May 25 (Xinhuanet) — The U.S. Food and Drug Administration (FDA) has announced that it would not lift the 1983 ban on blood donation from gay men, saying the policy can protect people from HIV infection through transfusion, media reports said Friday.

    FDA spokeswoman Karen Riley defended the government agency’s decision, saying that epidemiological data from the U.S. Centers for Disease Control and Prevention indicates “men who have sex with other men have the highest risk of transfusion-transmitted diseases like HIV and hepatitis.”

    “We acknowledge that not everyone in a high risk group is indeed at risk and, as science advances, we periodically review our policy,” she said. “We continue to be open to reviewing new information and any new scientific studies that would support a change in policy.”

    In 1983 when AIDS was spreading mainly among white gay men, the FDA decided to put a ban on all men who had or had had sex with other men since 1977 as they were considered to be at higher risk of contracting and transmitting HIV and hepatitis which could prove dangerous to the health of the blood recipients.

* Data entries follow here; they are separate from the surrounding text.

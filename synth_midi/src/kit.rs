//! General MIDI drum kit and the handful of melodic programs the synth uses.

use serde::{Deserialize, Serialize};

use crate::error::{MidiError, Result};

/// GM reserves channel 10 (index 9) for percussion.
pub const PERCUSSION_CHANNEL: u8 = 9;

/// GM percussion key numbers, one row per pad along a finger.
/// Rows past the end wrap around.
const KIT: [(&str, [u8; 3]); 5] = [
    ("kick",  [36, 35, 41]),   // bass drum 1, acoustic bass drum, low floor tom
    ("snare", [38, 40, 37]),   // acoustic snare, electric snare, side stick
    ("hat",   [42, 46, 44]),   // closed, open, pedal hi-hat
    ("tom",   [45, 48, 50]),   // low, hi-mid, high tom
    ("crash", [49, 51, 57]),   // crash 1, ride 1, crash 2
];

/// Resolve a `"<voice>_<row>"` sound id to a GM percussion key.
///
/// ```rust
/// assert_eq!(synth_midi::drum_note("kick_0").unwrap(), 36);
/// assert_eq!(synth_midi::drum_note("hat_1").unwrap(), 46);
/// ```
pub fn drum_note(sound_id: &str) -> Result<u8> {
    let unknown = || MidiError::UnknownSound(sound_id.to_string());
    let (voice, row) = sound_id.rsplit_once('_').ok_or_else(unknown)?;
    let row: usize = row.parse().map_err(|_| unknown())?;
    KIT.iter()
        .find(|(name, _)| *name == voice)
        .map(|(_, notes)| notes[row % notes.len()])
        .ok_or_else(unknown)
}

// ════════════════════════════════════════════════════════════════════════════
// Melodic programs
// ════════════════════════════════════════════════════════════════════════════

/// The GM programs offered for the continuous voice.
#[derive(Clone, Copy, Debug, PartialEq, Eq, Serialize, Deserialize)]
#[serde(rename_all = "snake_case")]
#[repr(u8)]
pub enum GeneralMidi {
    Violin         = 40,
    SynthVoice     = 54,
    Lead1Square    = 80,
    Lead2Sawtooth  = 81,
    Lead4Chiff     = 83,
    Lead8BassLead  = 87,
    Pad1NewAge     = 88,
    Pad2Warm       = 89,
    Pad7Halo       = 94,
    Pad8Sweep      = 95,
}

impl GeneralMidi {
    /// Raw MIDI program number (0–127).
    pub fn program(self) -> u8 { self as u8 }

    pub fn name(self) -> &'static str {
        match self {
            GeneralMidi::Violin        => "Violin",
            GeneralMidi::SynthVoice    => "Synth Voice",
            GeneralMidi::Lead1Square   => "Lead 1 (square)",
            GeneralMidi::Lead2Sawtooth => "Lead 2 (sawtooth)",
            GeneralMidi::Lead4Chiff    => "Lead 4 (chiff)",
            GeneralMidi::Lead8BassLead => "Lead 8 (bass + lead)",
            GeneralMidi::Pad1NewAge    => "Pad 1 (new age)",
            GeneralMidi::Pad2Warm      => "Pad 2 (warm)",
            GeneralMidi::Pad7Halo      => "Pad 7 (halo)",
            GeneralMidi::Pad8Sweep     => "Pad 8 (sweep)",
        }
    }
}
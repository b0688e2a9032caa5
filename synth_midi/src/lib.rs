//! # synth_midi
//!
//! The MIDI side of the gesture synth. No I/O beyond file writing; the live
//! port lives in the application.
//!
//! | Piece | Items |
//! |---|---|
//! | Wire messages | [`MidiMessage`], [`unit_to_cc`], [`bipolar_to_bend`] |
//! | Drum kit | [`drum_note`] maps `"<voice>_<row>"` sound ids to GM percussion keys |
//! | Continuous parameters | [`control_target`]: named parameter → CC number or pitch bend |
//! | Pitch | [`Scale`], [`PitchMap`] for theremin quantization |
//! | Recording | [`SessionRecording`] writes a Type-0 standard MIDI file |
//!
//! ```rust
//! use synth_midi::{drum_note, MidiMessage, PERCUSSION_CHANNEL};
//!
//! let note = drum_note("snare_0").unwrap();
//! let msg = MidiMessage::NoteOn { channel: PERCUSSION_CHANNEL, note, velocity: 100 };
//! assert_eq!(msg.to_bytes(), vec![0x99, 38, 100]);
//! ```

pub mod control;
pub mod error;
pub mod kit;
pub mod message;
pub mod scale;
pub mod smf;

pub use control::{bend_range_rpn, control_target, ControlTarget, CONTROL_MAP};
pub use error::MidiError;
pub use kit::{drum_note, GeneralMidi, PERCUSSION_CHANNEL};
pub use message::{bipolar_to_bend, unit_to_cc, MidiMessage, PITCH_BEND_CENTER};
pub use scale::{PitchMap, Scale, ScaleKind};
pub use smf::{ms_to_ticks, SessionRecording};
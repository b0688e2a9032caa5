//! # particle_field
//!
//! The particle engine behind the particle-driven modes.
//!
//! * **Emission** is time-based: `floor(rate × elapsed_ms / 1000)` particles
//!   per source per frame, with the remainder dropped. The first frame after
//!   a gap only re-arms the clock.
//! * **Integration** applies gravity, drag, optional curl-noise turbulence and
//!   optional pair forces, then bounces particles off all four edges.
//! * **Pair forces** go through a [`SpatialGrid`] whose cell size equals the
//!   force radius, so each particle only looks at its 3×3 cell block.
//! * **Population** is hard-capped. Emission past the cap is dropped, never
//!   queued.
//!
//! ```rust
//! use glam::Vec2;
//! use particle_field::{EmitterSource, ParticleConfig, ParticleEngine};
//!
//! let mut engine = ParticleEngine::new(ParticleConfig::default(), 800.0, 600.0, 7);
//! let src = [EmitterSource::at(Vec2::new(400.0, 300.0))];
//! engine.emit(&src, 0.0);      // arms the clock
//! engine.emit(&src, 100.0);    // 120/s × 0.1 s = 12
//! assert_eq!(engine.len(), 12);
//! ```

pub mod color;
pub mod config;
pub mod engine;
pub mod grid;
pub mod noise;
pub mod particle;

pub use color::{hsv_to_argb, ColorMode};
pub use config::ParticleConfig;
pub use engine::{EmitterSource, ParticleEngine, Sprite};
pub use grid::{net_forces_brute, net_forces_grid, pair_force, ForceParams, SpatialGrid};
pub use noise::{curl, scalar_noise};
pub use particle::Particle;
//! Permission gate.
//!
//! The tap needs two separate grants: Input Monitoring to observe key events
//! and Accessibility ("post events") to synthesize the replacement combos.
//! Missing grants are an expected, recoverable state; nothing here fails.

use std::rc::Rc;

use crate::platform::PermissionProbe;

#[derive(Debug, Clone, Copy, PartialEq, Eq, Hash)]
pub enum Permission {
    InputMonitoring,
    PostEvents,
}

impl Permission {
    pub const ALL: [Permission; 2] = [Permission::InputMonitoring, Permission::PostEvents];

    /// Name used by System Settings.
    pub fn title(self) -> &'static str {
        match self {
            Self::InputMonitoring => "Input Monitoring",
            Self::PostEvents => "Accessibility",
        }
    }

    pub fn subtitle(self) -> &'static str {
        match self {
            Self::InputMonitoring => "Required to detect your selected shortcut globally.",
            Self::PostEvents => "Required to send Option+Command+V for cut-paste.",
        }
    }

    /// Deep link to the matching System Settings pane.
    pub fn settings_url(self) -> &'static str {
        match self {
            Self::InputMonitoring => {
                "x-apple.systempreferences:com.apple.preference.security?Privacy_ListenEvent"
            }
            Self::PostEvents => {
                "x-apple.systempreferences:com.apple.preference.security?Privacy_Accessibility"
            }
        }
    }

    pub fn is_granted(self, state: &PermissionState) -> bool {
        match self {
            Self::InputMonitoring => state.input_monitoring_granted,
            Self::PostEvents => state.post_event_access_granted,
        }
    }
}

#[derive(Debug, Clone, Copy, PartialEq, Eq, Default)]
pub struct PermissionState {
    pub input_monitoring_granted: bool,
    pub post_event_access_granted: bool,
}

impl PermissionState {
    pub fn all_required_granted(&self) -> bool {
        self.input_monitoring_granted && self.post_event_access_granted
    }

    pub fn missing(&self) -> Vec<Permission> {
        Permission::ALL
            .into_iter()
            .filter(|p| !p.is_granted(self))
            .collect()
    }
}

/// Cheap, side-effect free permission query. Cloning shares the probe.
#[derive(Clone)]
pub struct PermissionGate {
    probe: Rc<dyn PermissionProbe>,
}

impl PermissionGate {
    pub fn new(probe: Rc<dyn PermissionProbe>) -> Self {
        Self { probe }
    }

    /// Recomputed on every call; grants change behind our back.
    pub fn check(&self) -> PermissionState {
        PermissionState {
            input_monitoring_granted: self.probe.input_monitoring_granted(),
            post_event_access_granted: self.probe.post_events_granted(),
        }
    }

    /// Prompts for every missing grant and returns the state afterwards.
    pub fn request_missing(&self) -> PermissionState {
        for permission in self.check().missing() {
            let granted = self.probe.request(permission);
            log::info!(
                "permission: requested {} ({})",
                permission.title(),
                if granted { "granted" } else { "pending" }
            );
        }
        self.check()
    }
}

// ---------------------------------------------------------------------------
// Tests
// ---------------------------------------------------------------------------
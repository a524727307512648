//! Shortcut classification by physical key code.
//!
//! Key codes are ANSI positions per HIToolbox/Events.h, so the C/X/V keys are
//! recognised regardless of the active keyboard layout.

use super::policy::ModifierFlags;

/// kVK_ANSI_C
pub const KEY_C: u16 = 0x08;
/// kVK_ANSI_X
pub const KEY_X: u16 = 0x07;
/// kVK_ANSI_V
pub const KEY_V: u16 = 0x09;

/// Role of a recognised shortcut key.
#[derive(Debug, Clone, Copy, PartialEq, Eq)]
pub enum ShortcutRole {
    Copy,
    Cut,
    Paste,
}

impl ShortcutRole {
    /// Maps a physical key code to its role. Modifier and auto-repeat state
    /// are the caller's concern.
    pub const fn classify(key_code: u16) -> Option<Self> {
        match key_code {
            KEY_C => Some(Self::Copy),
            KEY_X => Some(Self::Cut),
            KEY_V => Some(Self::Paste),
            _ => None,
        }
    }

    #[cfg(test)]
    pub const fn key_code(self) -> u16 {
        match self {
            Self::Copy => KEY_C,
            Self::Cut => KEY_X,
            Self::Paste => KEY_V,
        }
    }
}

/// A key code plus the exact modifier mask to stamp on a synthetic event.
#[derive(Debug, Clone, Copy, PartialEq, Eq)]
pub struct KeyCombo {
    pub key_code: u16,
    pub flags: ModifierFlags,
}

impl KeyCombo {
    /// Cmd+C: what Finder understands as "copy the selection".
    pub const COPY: Self = Self {
        key_code: KEY_C,
        flags: ModifierFlags::COMMAND,
    };

    /// Cmd+Option+V: Finder's "move item here".
    pub const MOVE_PASTE: Self = Self {
        key_code: KEY_V,
        flags: ModifierFlags::COMMAND.union(ModifierFlags::ALTERNATE),
    };
}

// ---------------------------------------------------------------------------
// Tests
// ---------------------------------------------------------------------------
//! shear -- turns Finder's cut/paste shortcuts into move semantics.
//!
//! Entry point: logging, config, wiring of the macOS backends, main run loop.

#![cfg_attr(not(target_os = "macos"), allow(dead_code))]

mod app;
mod config;
mod engine;
mod permission;
mod platform;
mod session;

fn main() {
    env_logger::Builder::from_env(env_logger::Env::default().default_filter_or("info")).init();
    log::info!("shear v{}", env!("CARGO_PKG_VERSION"));

    #[cfg(target_os = "macos")]
    run();

    #[cfg(not(target_os = "macos"))]
    {
        log::error!("shear only runs on macOS");
        std::process::exit(1);
    }
}

#[cfg(target_os = "macos")]
fn run() {
    use std::rc::Rc;

    use app::App;
    use config::{Config, FileSettings};
    use engine::ShortcutPipeline;
    use permission::PermissionGate;
    use platform::macos::{
        run_main_loop, MacOSForeground, MacOSInjector, MacOSPermissions, MacOSRetryTimer,
        MacOSTapBackend,
    };
    use session::EventTapSession;

    let path = match config::default_path() {
        Ok(path) => path,
        Err(e) => {
            log::error!("config: {e}");
            std::process::exit(1);
        }
    };
    let config = Config::load(&path).unwrap_or_else(|e| {
        log::warn!("config: {e}; using defaults");
        Config::default()
    });
    log::info!(
        "config: {} ({} = {}, retry every {:?})",
        path.display(),
        config::ShortcutModifier::STORAGE_KEY,
        config.shortcut_modifier.stored_value(),
        config.retry_delay
    );

    let gate = PermissionGate::new(Rc::new(MacOSPermissions));
    let pipeline = ShortcutPipeline::new(
        Box::new(FileSettings::new(path)),
        Box::new(MacOSForeground),
        Box::new(MacOSInjector::new()),
    );
    let session = EventTapSession::new(
        Box::new(MacOSTapBackend::new()),
        Box::new(MacOSRetryTimer),
        gate.clone(),
        pipeline,
        config.retry_delay,
    );

    let app = App::new(session, gate);
    app.launch();
    run_main_loop();
    app.stop();
}
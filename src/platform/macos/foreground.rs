//! Frontmost application lookup through NSWorkspace.

use objc2_app_kit::NSWorkspace;

use crate::platform::ForegroundApp;

pub struct MacOSForeground;

impl ForegroundApp for MacOSForeground {
    #[allow(unused_unsafe)]
    fn frontmost_bundle_id(&self) -> Option<String> {
        // SAFETY: sharedWorkspace and frontmostApplication are plain getters on
        // AppKit singletons; we are on the main thread that runs the run loop.
        unsafe {
            let workspace = NSWorkspace::sharedWorkspace();
            let app = workspace.frontmostApplication()?;
            app.bundleIdentifier().map(|id| id.to_string())
        }
    }
}
//! macOS platform backend.
//!
//! Capture: CGEventTap (session level, head insert) via `MacOSTapBackend`.
//! Injection: CGEventPost (synchronous) via `MacOSInjector`.
//! Retry: CFRunLoopTimer on the main run loop via `MacOSRetryTimer`.
//!
//! Capture needs Input Monitoring; injection needs Accessibility. Both are
//! probed by `MacOSPermissions`. Guide the user to:
//!   System Settings > Privacy & Security > Input Monitoring / Accessibility
//!
//! Everything here must be used from the main thread.

mod capture;
mod executor;
mod foreground;
mod permissions;
mod timer;

pub use capture::MacOSTapBackend;
pub use executor::MacOSInjector;
pub use foreground::MacOSForeground;
pub use permissions::MacOSPermissions;
pub use timer::MacOSRetryTimer;

#[link(name = "CoreFoundation", kind = "framework")]
extern "C" {
    fn CFRunLoopRun();
}

/// Runs the main run loop. Returns only if the run loop is stopped.
pub fn run_main_loop() {
    log::info!("run loop: started");
    unsafe { CFRunLoopRun() };
    log::info!("run loop: exited");
}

    Testing for HIV and other infectious diseases, as the Red Cross and the America’s Blood Centers experts told the FDA, has improved enormously since 1983. The strict testing of today will screen out their blood if it is infected with HIV.

    The only exception is men newly infected within three weeks prior to donating. Admittedly this “window period” during which someone can be infected with HIV and not test positive even with the best of tests is a risk. But the right response is to exclude anyone who has engaged in any risky sexual or drug behavior for a month prior to donating blood.

    “If you look at the risk of contracting HIV or hepatitis C, for example, from a blood transfusion, the risk is one in 2 million or less,” an infectious disease specialist with the Mississippi Valley Regional Blood Center in Davenport Iowa said. “In fact, the rates are so low, we can only do statistical models to determine the odds.”

    The policy adopted by FDA has been criticized on the grounds that it not only prevents potential healthy donors to contribute to the blood banks, despite the desperate need for it, but also discriminates against the gay community.